Mar 11, 2011 5:51 AM in response to killthelights

Interesting to read this, I have no heat concerns but I wonder about my fans, this is my first mac and I was a bit surprised about the fan noise. It's not terribly loud but more so than I expected. I believe there are two fans? The one on the right I can hear all the time, 2000rpm is about cruising speed. The one on the left is inaudible at the same speed unless I put my ear to the area. Could it be that I just have a loud fan or am I just being stupid?

Mar 12, 2011 8:55 AM in response to killthelights

I received my new MacBook Pro yesterday. A 15" 2.2 GHZ i7, hires display. Using an external monitor.

Temperatures:
- 90% idle (according to Activity Monitor): 80 degrees Celcius / 176 Fahrenheit - 2800 RPM
- 0% idle (with yes > /dev/null trick): 90 degrees Celcius / 194 Fahrenheit - 6200 RPM
- After killing the "yes /dev/null" processes temperature drops to 60 degrees celcius / 140 degrees Fahrenheit, fans slow down from 6200 RPM to 2800 RPM
- After slowing down of the fans temperature rises again to 75 - 80 degrees Celcius

If I do a task that only requires a bit more CPU usage (nowhere near 100%) the fans starts spinning like crazy.

Is this normal behavior? It's really annoying to say the least. My MacBook Pro from 2008 almost never spinned it's fans at full speed (only when I used it on my lap).

My MacBook Pro is on a Belkin Laptop stand so airflow should not be a problem.

Mar 12, 2011 9:27 AM in response to Meinaart

This is really funny/odd to me. All of you would appear to rather have a machine that is quiet, but running so hot that it's likely harming/heat soaking/damaging the internal components.

You MUST realize that heat kills electronics, and now that QUAD CORE processors(WITH INTEGRATED GPU's as well!!) are being used, these new machines are OBVIOUSLY going to get hotter just that much faster, which is why its GOOD that the fans ramp up faster User uploaded file BE GLAD!!

Common sense HAS to play into this at some point people. If you dont realize that more SPEED is = to more heat(law of physics HELLO), than I'm not sure you need a computer at all, but a lesson in common sense.

In reality, you should all be happy that the fans spin up so fast, because believe me, as a macbook pro user since 2006, the fans have never spun up so fast to cool macbook pro machines down. I've HAD to run SMC fan control on every iteration of MBP I've owned (4) in order to keep temps under 80 celcius (especially when encoding video).
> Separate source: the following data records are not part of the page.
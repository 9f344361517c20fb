//! CEC protocol constants
//!
//! Values follow HDMI 1.4 CEC. Only the part of the message
//! catalog used by the TV and playback controllers is listed.

/// Maximum frame size (header + opcode + 14 operands)
pub const MAX_FRAME_SIZE: usize = 16;

/// Maximum number of operand bytes in a message
pub const MAX_PARAMS_SIZE: usize = 14;

/// Physical address of the root (TV) device
pub const TV_PHYSICAL_ADDRESS: u16 = 0x0000;

/// Sentinel for "no physical address"
pub const INVALID_PHYSICAL_ADDRESS: u16 = 0xFFFF;

/// Mask selecting the top-level port of a routing path
pub const ROUTING_PATH_TOP_MASK: u16 = 0xF000;

/// Vendor id reported when none is configured
pub const UNKNOWN_VENDOR_ID: u32 = 0xFF_FFFF;

/// CEC version operand for 1.4
pub const CEC_VERSION_1_4: u8 = 0x05;

/// Volume reported before the AVR has told us anything
pub const UNKNOWN_VOLUME: i32 = -1;

/// Maximum volume on the CEC scale
pub const MAX_CEC_VOLUME: i32 = 100;

/// Opcodes
pub mod opcode {
    pub const FEATURE_ABORT: u8 = 0x00;
    pub const IMAGE_VIEW_ON: u8 = 0x04;
    pub const RECORD_ON: u8 = 0x09;
    pub const RECORD_STATUS: u8 = 0x0A;
    pub const RECORD_OFF: u8 = 0x0B;
    pub const TEXT_VIEW_ON: u8 = 0x0D;
    pub const RECORD_TV_SCREEN: u8 = 0x0F;
    pub const SET_MENU_LANGUAGE: u8 = 0x32;
    pub const CLEAR_ANALOG_TIMER: u8 = 0x33;
    pub const SET_ANALOG_TIMER: u8 = 0x34;
    pub const TIMER_STATUS: u8 = 0x35;
    pub const STANDBY: u8 = 0x36;
    pub const TIMER_CLEARED_STATUS: u8 = 0x43;
    pub const USER_CONTROL_PRESSED: u8 = 0x44;
    pub const USER_CONTROL_RELEASED: u8 = 0x45;
    pub const GIVE_OSD_NAME: u8 = 0x46;
    pub const SET_OSD_NAME: u8 = 0x47;
    pub const SYSTEM_AUDIO_MODE_REQUEST: u8 = 0x70;
    pub const GIVE_AUDIO_STATUS: u8 = 0x71;
    pub const SET_SYSTEM_AUDIO_MODE: u8 = 0x72;
    pub const REPORT_AUDIO_STATUS: u8 = 0x7A;
    pub const GIVE_SYSTEM_AUDIO_MODE_STATUS: u8 = 0x7D;
    pub const SYSTEM_AUDIO_MODE_STATUS: u8 = 0x7E;
    pub const ROUTING_CHANGE: u8 = 0x80;
    pub const ROUTING_INFORMATION: u8 = 0x81;
    pub const ACTIVE_SOURCE: u8 = 0x82;
    pub const GIVE_PHYSICAL_ADDRESS: u8 = 0x83;
    pub const REPORT_PHYSICAL_ADDRESS: u8 = 0x84;
    pub const REQUEST_ACTIVE_SOURCE: u8 = 0x85;
    pub const SET_STREAM_PATH: u8 = 0x86;
    pub const DEVICE_VENDOR_ID: u8 = 0x87;
    pub const VENDOR_COMMAND: u8 = 0x89;
    pub const GIVE_DEVICE_VENDOR_ID: u8 = 0x8C;
    pub const GIVE_DEVICE_POWER_STATUS: u8 = 0x8F;
    pub const REPORT_POWER_STATUS: u8 = 0x90;
    pub const GET_MENU_LANGUAGE: u8 = 0x91;
    pub const SET_DIGITAL_TIMER: u8 = 0x97;
    pub const CLEAR_DIGITAL_TIMER: u8 = 0x99;
    pub const INACTIVE_SOURCE: u8 = 0x9D;
    pub const CEC_VERSION: u8 = 0x9E;
    pub const GET_CEC_VERSION: u8 = 0x9F;
    pub const CLEAR_EXTERNAL_TIMER: u8 = 0xA1;
    pub const SET_EXTERNAL_TIMER: u8 = 0xA2;
    pub const INITIATE_ARC: u8 = 0xC0;
    pub const REPORT_ARC_INITIATED: u8 = 0xC1;
    pub const REPORT_ARC_TERMINATED: u8 = 0xC2;
    pub const REQUEST_ARC_INITIATION: u8 = 0xC3;
    pub const REQUEST_ARC_TERMINATION: u8 = 0xC4;
    pub const TERMINATE_ARC: u8 = 0xC5;
    pub const ABORT: u8 = 0xFF;
}

/// `<Feature Abort>` reasons
pub mod abort_reason {
    pub const UNRECOGNIZED_OPCODE: u8 = 0x00;
    pub const NOT_IN_CORRECT_MODE: u8 = 0x01;
    pub const CANNOT_PROVIDE_SOURCE: u8 = 0x02;
    pub const INVALID_OPERAND: u8 = 0x03;
    pub const REFUSED: u8 = 0x04;
}

/// `<User Control Pressed>` UI command codes
pub mod ui_command {
    pub const SELECT: u8 = 0x00;
    pub const POWER: u8 = 0x40;
    pub const VOLUME_UP: u8 = 0x41;
    pub const VOLUME_DOWN: u8 = 0x42;
    pub const MUTE: u8 = 0x43;
    pub const MUTE_FUNCTION: u8 = 0x65;
    pub const RESTORE_VOLUME_FUNCTION: u8 = 0x66;
    pub const POWER_ON_FUNCTION: u8 = 0x6D;
}

/// Record source type (first byte of a `<Record On>` operand)
pub mod record_source {
    pub const OWN_SOURCE: u8 = 1;
    pub const DIGITAL_SERVICE: u8 = 2;
    pub const ANALOGUE_SERVICE: u8 = 3;
    pub const EXTERNAL_PLUG: u8 = 4;
    pub const EXTERNAL_PHYSICAL_ADDRESS: u8 = 5;
}

/// Timer recording source types
pub mod timer_source {
    pub const DIGITAL: u8 = 1;
    pub const ANALOGUE: u8 = 2;
    pub const EXTERNAL: u8 = 3;
}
I absolutely REFUSE to allow my machines to run over 80c. At that point, I choose to either place a small desktop fan blowing on the MBP(to help the heat dissipation) or better yet use my Mac Pro tower(right tool for the right job analogy), which I also run smc fan control on, but due to the thermal airflow (flowthru) design and size of the fans, I can easily keep it below 70c even with all 8 cores maxed for hours.

Now many users (eww comes to mind) will tell you that you're safe up to 100-105c, but I assure you that just because it MAY be safe on "paper" does'nt mean its good for these notebooks to get that hot. Thermal dynamics don't lie....
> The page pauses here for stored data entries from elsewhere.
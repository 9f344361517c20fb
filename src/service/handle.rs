//! Caller side of the service mailbox

use std::sync::Arc;

use bytes::Bytes;
use tokio::sync::{broadcast, mpsc};

use crate::action::Callback;
use crate::audio::{AudioStatus, SharedAudioStatus};
use crate::error::{Result, ServiceError};
use crate::event::{CecEvent, EventBus};
use crate::protocol::{ControlResult, LogicalAddress, PortId, PowerStatus};
use crate::registry::{DeviceInfo, DeviceSnapshot};
use crate::stats::{ServiceStats, StatsSnapshot};

/// Requests processed by the service thread
#[derive(Debug)]
pub(crate) enum Command {
    /// Raw frame from the bus transport
    Frame(Bytes),
    Hotplug {
        port_id: PortId,
        connected: bool,
    },
    DeviceSelect {
        address: LogicalAddress,
        reply: Callback,
    },
    PortSelect {
        port_id: PortId,
        reply: Callback,
    },
    SendKey {
        key: u8,
        pressed: bool,
    },
    SetSystemAudioMode {
        enable: bool,
        reply: Callback,
    },
    SetArcEnabled(bool),
    ChangeVolume {
        current: i32,
        delta: i32,
        max: i32,
    },
    ChangeMute(bool),
    OneTouchPlay {
        reply: Callback,
    },
    QueryDisplayStatus {
        reply: Callback<std::result::Result<PowerStatus, ControlResult>>,
    },
    StartOneTouchRecord {
        recorder: LogicalAddress,
        source: Vec<u8>,
    },
    StopOneTouchRecord {
        recorder: LogicalAddress,
    },
    StartTimerRecording {
        recorder: LogicalAddress,
        source_type: u8,
        source: Vec<u8>,
    },
    ClearTimerRecording {
        recorder: LogicalAddress,
        source_type: u8,
        source: Vec<u8>,
    },
    SetControlEnabled(bool),
    SetAutoDeviceOff(bool),
    SetAutoWakeup(bool),
    SetProhibitMode(bool),
    /// The platform is going to standby
    Standby,
    /// The platform woke up
    WakeUp,
    Shutdown,
}

/// Handle to a running CEC service
///
/// Cheap to clone and usable from any thread. Requests go through the
/// service mailbox; registry and audio state are read from published
/// snapshots without a round trip.
#[derive(Debug, Clone)]
pub struct CecHandle {
    tx: mpsc::Sender<Command>,
    snapshot: DeviceSnapshot,
    audio_status: SharedAudioStatus,
    events: EventBus,
    stats: Arc<ServiceStats>,
}

impl CecHandle {
    pub(crate) fn new(
        tx: mpsc::Sender<Command>,
        snapshot: DeviceSnapshot,
        audio_status: SharedAudioStatus,
        events: EventBus,
        stats: Arc<ServiceStats>,
    ) -> Self {
        Self {
            tx,
            snapshot,
            audio_status,
            events,
            stats,
        }
    }

    async fn post(&self, command: Command) -> Result<()> {
        self.tx
            .send(command)
            .await
            .map_err(|_| ServiceError::Closed.into())
    }

    /// Post a command carrying a reply callback and wait for the result.
    /// A request dropped without an answer yields `cancelled`.
    async fn request<T, F>(&self, make: F, cancelled: T) -> Result<T>
    where
        F: FnOnce(Callback<T>) -> Command,
    {
        let (callback, rx) = Callback::channel();
        self.post(make(callback)).await?;
        Ok(rx.await.unwrap_or(cancelled))
    }

    /// Hand a frame received by the transport to the service
    pub async fn receive_frame(&self, frame: Bytes) -> Result<()> {
        self.post(Command::Frame(frame)).await
    }

    /// Report a hotplug change on an input port
    pub async fn hotplug(&self, port_id: PortId, connected: bool) -> Result<()> {
        self.post(Command::Hotplug { port_id, connected }).await
    }

    /// Select a device as the TV input
    pub async fn device_select(&self, address: LogicalAddress) -> Result<ControlResult> {
        self.request(
            |reply| Command::DeviceSelect { address, reply },
            ControlResult::Exception,
        )
        .await
    }

    /// Switch the TV to an input port
    pub async fn port_select(&self, port_id: PortId) -> Result<ControlResult> {
        self.request(
            |reply| Command::PortSelect { port_id, reply },
            ControlResult::Exception,
        )
        .await
    }

    /// Forward a remote control key
    pub async fn send_key_event(&self, key: u8, pressed: bool) -> Result<()> {
        self.post(Command::SendKey { key, pressed }).await
    }

    pub async fn set_system_audio_mode(&self, enable: bool) -> Result<ControlResult> {
        self.request(
            |reply| Command::SetSystemAudioMode { enable, reply },
            ControlResult::Exception,
        )
        .await
    }

    pub async fn set_arc_enabled(&self, enabled: bool) -> Result<()> {
        self.post(Command::SetArcEnabled(enabled)).await
    }

    /// Volume key while system audio is on
    pub async fn change_volume(&self, current: i32, delta: i32, max: i32) -> Result<()> {
        self.post(Command::ChangeVolume {
            current,
            delta,
            max,
        })
        .await
    }

    pub async fn change_mute(&self, mute: bool) -> Result<()> {
        self.post(Command::ChangeMute(mute)).await
    }

    /// Playback only: wake the TV and become its active source
    pub async fn one_touch_play(&self) -> Result<ControlResult> {
        self.request(|reply| Command::OneTouchPlay { reply }, ControlResult::Exception)
            .await
    }

    /// Playback only: power status of the TV
    pub async fn query_display_status(
        &self,
    ) -> Result<std::result::Result<PowerStatus, ControlResult>> {
        self.request(
            |reply| Command::QueryDisplayStatus { reply },
            Err(ControlResult::Exception),
        )
        .await
    }

    /// Results arrive as [`CecEvent::RecordResult`]
    pub async fn start_one_touch_record(
        &self,
        recorder: LogicalAddress,
        source: Vec<u8>,
    ) -> Result<()> {
        self.post(Command::StartOneTouchRecord { recorder, source })
            .await
    }

    pub async fn stop_one_touch_record(&self, recorder: LogicalAddress) -> Result<()> {
        self.post(Command::StopOneTouchRecord { recorder }).await
    }

    /// Results arrive as [`CecEvent::TimerResult`]
    pub async fn start_timer_recording(
        &self,
        recorder: LogicalAddress,
        source_type: u8,
        source: Vec<u8>,
    ) -> Result<()> {
        self.post(Command::StartTimerRecording {
            recorder,
            source_type,
            source,
        })
        .await
    }

    pub async fn clear_timer_recording(
        &self,
        recorder: LogicalAddress,
        source_type: u8,
        source: Vec<u8>,
    ) -> Result<()> {
        self.post(Command::ClearTimerRecording {
            recorder,
            source_type,
            source,
        })
        .await
    }

    /// Master CEC switch
    pub async fn set_control_enabled(&self, enabled: bool) -> Result<()> {
        self.post(Command::SetControlEnabled(enabled)).await
    }

    pub async fn set_auto_device_off(&self, enabled: bool) -> Result<()> {
        self.post(Command::SetAutoDeviceOff(enabled)).await
    }

    pub async fn set_auto_wakeup(&self, enabled: bool) -> Result<()> {
        self.post(Command::SetAutoWakeup(enabled)).await
    }

    pub async fn set_prohibit_mode(&self, enabled: bool) -> Result<()> {
        self.post(Command::SetProhibitMode(enabled)).await
    }

    /// Tell the service the platform is going to standby
    pub async fn standby(&self) -> Result<()> {
        self.post(Command::Standby).await
    }

    /// Tell the service the platform woke up
    pub async fn wake_up(&self) -> Result<()> {
        self.post(Command::WakeUp).await
    }

    /// Stop the service thread
    pub async fn shutdown(&self) -> Result<()> {
        self.post(Command::Shutdown).await
    }

    /// Every registered device, local ones included
    pub fn device_list(&self) -> Arc<Vec<DeviceInfo>> {
        self.snapshot.all()
    }

    /// External devices the TV can switch to
    pub fn input_devices(&self) -> Arc<Vec<DeviceInfo>> {
        self.snapshot.external_sources()
    }

    pub fn device_info(&self, address: LogicalAddress) -> Option<DeviceInfo> {
        self.snapshot.get(address)
    }

    pub fn audio_status(&self) -> AudioStatus {
        self.audio_status.get()
    }

    pub fn is_system_audio_activated(&self) -> bool {
        self.audio_status.is_system_audio_activated() && self.snapshot.has_audio_system()
    }

    pub fn subscribe(&self) -> broadcast::Receiver<CecEvent> {
        self.events.subscribe()
    }

    pub fn stats(&self) -> StatsSnapshot {
        self.stats.snapshot()
    }

    /// Whether the service thread is still accepting commands
    pub fn is_running(&self) -> bool {
        !self.tx.is_closed()
    }
}

#[cfg(test)]
mod tests {
    use tokio_test::{assert_pending, assert_ready_eq};

    use super::*;

    fn handle(capacity: usize) -> (CecHandle, mpsc::Receiver<Command>) {
        let (tx, rx) = mpsc::channel(capacity);
        let handle = CecHandle::new(
            tx,
            DeviceSnapshot::default(),
            SharedAudioStatus::new(),
            EventBus::new(4),
            Arc::new(ServiceStats::new()),
        );
        (handle, rx)
    }

    #[tokio::test]
    async fn test_closed_mailbox() {
        let (handle, rx) = handle(1);
        drop(rx);

        assert!(!handle.is_running());
        let err = handle.hotplug(1, true).await.unwrap_err();
        assert_eq!(err, ServiceError::Closed.into());
    }

    #[tokio::test]
    async fn test_dropped_reply_is_exception() {
        let (handle, mut rx) = handle(1);
        let service = tokio::spawn(async move {
            // Drop the request without answering
            let command = rx.recv().await;
            assert!(matches!(command, Some(Command::DeviceSelect { .. })));
        });

        let result = handle.device_select(LogicalAddress::Playback1).await.unwrap();
        assert_eq!(result, ControlResult::Exception);
        service.await.unwrap();
    }

    #[tokio::test]
    async fn test_reply_delivered() {
        let (handle, mut rx) = handle(1);
        tokio::spawn(async move {
            if let Some(Command::SetSystemAudioMode { mut reply, .. }) = rx.recv().await {
                reply.invoke(ControlResult::TargetNotAvailable);
            }
        });

        let result = handle.set_system_audio_mode(true).await.unwrap();
        assert_eq!(result, ControlResult::TargetNotAvailable);
    }

    #[test]
    fn test_request_pending_until_reply() {
        let (handle, mut rx) = handle(1);
        let mut request = tokio_test::task::spawn(handle.port_select(2));
        assert_pending!(request.poll());

        let Ok(Command::PortSelect { port_id, mut reply }) = rx.try_recv() else {
            panic!("expected a port select command");
        };
        assert_eq!(port_id, 2);
        reply.invoke(ControlResult::Success);

        assert!(request.is_woken());
        assert_ready_eq!(request.poll(), Ok(ControlResult::Success));
    }
}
Just my 2cents and laugh/doubt me if ya want, but out of 7 machines in 5 years(none returned/failed), I feel I've truly learned the in's and outs (flaws) of Apple's hardware thermal design(thin means MORE HEAT IN SMALLER SPACE/HORRIBLE COOLING), and successfully adjusted accordingly.

Good luck!

Mar 12, 2011 10:36 AM in response to osxtasy91

Common sense HAS to play into this at some point people. If you dont realize that more SPEED is = to more heat(law of physics HELLO), than I'm not sure you need a computer at all, but a lesson in common sense.


I haven't been following this thread, but I do believe that the above statement is incorrect. Future CPUs could be both faster and use less power, and older slower CPUs might use more power. Also consider SSDs, which are dramatically faster than spinning hard drives, yet they run much cooler.
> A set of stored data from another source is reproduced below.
//! Opcode handlers of the TV

use tracing::{debug, info, warn};

use super::TvController;
use crate::action::audio::SystemAudio;
use crate::action::routing::RoutingControl;
use crate::action::{ActionHost, Callback, TvAction, TvActionKind};
use crate::device::LocalDevice;
use crate::protocol::address::is_affecting_active_routing_path;
use crate::protocol::constants::{abort_reason, opcode};
use crate::protocol::message::{build_active_source, build_feature_abort, build_set_menu_language};
use crate::protocol::{CecMessage, RecordResult};
use crate::routing::ActiveSource;

/// `<Set System Audio Mode>` / `<System Audio Mode Status>` operand
fn system_audio_status_param(message: &CecMessage) -> bool {
    message.param(0) == Some(1)
}

impl TvController {
    /// Returns false for opcodes the TV does not handle itself
    pub(super) fn handle_tv_message(&mut self, message: &CecMessage) -> bool {
        match message.opcode {
            opcode::ACTIVE_SOURCE => self.handle_active_source(message),
            opcode::INACTIVE_SOURCE => self.handle_inactive_source(message),
            opcode::REQUEST_ACTIVE_SOURCE => self.handle_request_active_source(),
            opcode::GET_MENU_LANGUAGE => self.handle_get_menu_language(message),
            opcode::REPORT_PHYSICAL_ADDRESS => self.handle_report_physical_address(message),
            opcode::ROUTING_CHANGE => self.handle_routing_change(message),
            opcode::REPORT_AUDIO_STATUS => self.handle_report_audio_status(message),
            opcode::TEXT_VIEW_ON | opcode::IMAGE_VIEW_ON => self.handle_text_view_on(),
            opcode::SET_OSD_NAME => self.handle_set_osd_name(message),
            opcode::INITIATE_ARC => self.handle_initiate_arc(message),
            opcode::TERMINATE_ARC => self.handle_terminate_arc(message),
            opcode::SET_SYSTEM_AUDIO_MODE => self.handle_set_system_audio_mode(message),
            opcode::SYSTEM_AUDIO_MODE_STATUS => self.handle_system_audio_mode_status(message),
            opcode::RECORD_TV_SCREEN => self.handle_record_tv_screen(message),
            _ => false,
        }
    }

    fn handle_active_source(&mut self, message: &CecMessage) -> bool {
        let Some(path) = message.physical_address() else {
            return true;
        };
        if self.registry.get(message.source).is_none() {
            self.handle_new_device_at_tail(path);
        } else {
            self.process_active_source(ActiveSource::new(message.source, path));
        }
        true
    }

    fn handle_inactive_source(&mut self, message: &CecMessage) -> bool {
        let from_active = self
            .routing
            .active_source()
            .map(|source| source.logical_address == message.source)
            .unwrap_or(false);
        if !from_active || self.ctx.is_prohibit_mode() {
            return true;
        }
        let Some(prev_port) = self.routing.prev_port_id() else {
            return true;
        };
        let Some(inactive) = self.registry.get(message.source) else {
            return true;
        };
        if self.ports().path_to_port_id(inactive.physical_address) == Some(prev_port) {
            return true;
        }
        info!(port_id = prev_port, "Falling back to the previous port");
        self.do_manual_port_switching(prev_port, Callback::none());
        self.routing.invalidate_prev_port();
        true
    }

    fn handle_request_active_source(&mut self) -> bool {
        let is_active = self
            .routing
            .active_source()
            .map(|source| source.logical_address == self.address)
            .unwrap_or(false);
        if is_active {
            self.send(&build_active_source(self.address, self.routing.active_path()));
        }
        true
    }

    fn handle_get_menu_language(&mut self, message: &CecMessage) -> bool {
        let language = self.ctx.config().menu_language.clone();
        match build_set_menu_language(self.address, &language) {
            Some(reply) => {
                self.send(&reply);
            }
            None => warn!(%message, language, "Cannot answer <Get Menu Language>"),
        }
        true
    }

    fn handle_report_physical_address(&mut self, message: &CecMessage) -> bool {
        if self.has_action(TvActionKind::DeviceDiscovery) {
            debug!(%message, "Ignoring <Report Physical Address> during device discovery");
            return true;
        }
        let Some(path) = message.physical_address() else {
            return true;
        };
        if !self.registry.is_in_device_list(message.source, path) {
            self.handle_new_device_at_tail(path);
        }
        self.start_new_device_action(ActiveSource::new(message.source, path));
        true
    }

    fn handle_routing_change(&mut self, message: &CecMessage) -> bool {
        let (Some(current_path), Some(new_path)) = (message.param_u16(0), message.param_u16(2))
        else {
            return true;
        };
        if is_affecting_active_routing_path(self.routing.active_path(), current_path) {
            self.routing.invalidate_active_source();
            self.remove_action(TvActionKind::RoutingControl);
            self.add_and_start_action(TvAction::RoutingControl(RoutingControl::new(
                new_path,
                true,
                Callback::none(),
            )));
        }
        true
    }

    fn handle_report_audio_status(&mut self, message: &CecMessage) -> bool {
        let Some(status) = message.param(0) else {
            return true;
        };
        self.set_audio_status(status & 0x80 != 0, i32::from(status & 0x7F));
        true
    }

    fn handle_text_view_on(&mut self) -> bool {
        if self.ctx.is_power_standby_or_transient() && self.auto_wakeup {
            info!("Waking up on <Text View On>");
            self.ctx.wake_up();
        }
        true
    }

    fn handle_set_osd_name(&mut self, message: &CecMessage) -> bool {
        let Some(info) = self.registry.get(message.source) else {
            warn!(%message, "No device record for <Set OSD Name>");
            return true;
        };
        let Some(name) = message.ascii_params() else {
            warn!(%message, "Undecodable <Set OSD Name>");
            return true;
        };
        if info.display_name == name {
            debug!(%message, "Ignoring <Set OSD Name> with the same name");
            return true;
        }
        let updated = info.with_display_name(name);
        self.add_cec_device(updated);
        true
    }

    fn handle_initiate_arc(&mut self, message: &CecMessage) -> bool {
        self.remove_action(TvActionKind::RequestArcInitiation);
        self.start_arc_transmission(message.source, true);
        true
    }

    fn handle_terminate_arc(&mut self, message: &CecMessage) -> bool {
        self.remove_action(TvActionKind::RequestArcTermination);
        self.start_arc_transmission(message.source, false);
        true
    }

    fn handle_set_system_audio_mode(&mut self, message: &CecMessage) -> bool {
        if !self.is_message_for_system_audio(message) {
            return false;
        }
        let on = system_audio_status_param(message);
        self.add_and_start_action(TvAction::SystemAudioFromAvr(SystemAudio::from_avr(
            message.source,
            on,
            Callback::none(),
        )));
        true
    }

    fn handle_system_audio_mode_status(&mut self, message: &CecMessage) -> bool {
        if !self.is_message_for_system_audio(message) {
            return false;
        }
        self.set_system_audio_mode(system_audio_status_param(message), true);
        true
    }

    fn handle_record_tv_screen(&mut self, message: &CecMessage) -> bool {
        if let Some(recorder) = self.running_one_touch_recorder() {
            if recorder != message.source {
                self.announce_record_result(RecordResult::PreviousRecordingInProgress);
            }
            self.send(&build_feature_abort(
                self.address,
                message.source,
                message.opcode,
                abort_reason::CANNOT_PROVIDE_SOURCE,
            ));
            return true;
        }

        let recorder = message.source;
        let source = self.ctx.request_record_source(recorder);
        self.start_one_touch_record(recorder, source);
        true
    }
}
Mar 12, 2011 11:13 AM in response to Michael Chabot

Michael Chabot wrote:
Common sense HAS to play into this at some point people. If you dont realize that more SPEED is = to more heat(law of physics HELLO), than I'm not sure you need a computer at all, but a lesson in common sense.


I haven't been following this thread, but I do believe that the above statement is incorrect. Future CPUs could be both faster and use less power, and older slower CPUs might use more power. Also consider SSDs, which are dramatically faster than spinning hard drives, yet they run much cooler.

+1. Ivy Bridge (which will be built on a 22nm process vs. Sandy Bridge's 32nm process) is estimated to offer a 20% performance improvement over Sandy Bridge and will run cooler/use less power due to its smaller fab.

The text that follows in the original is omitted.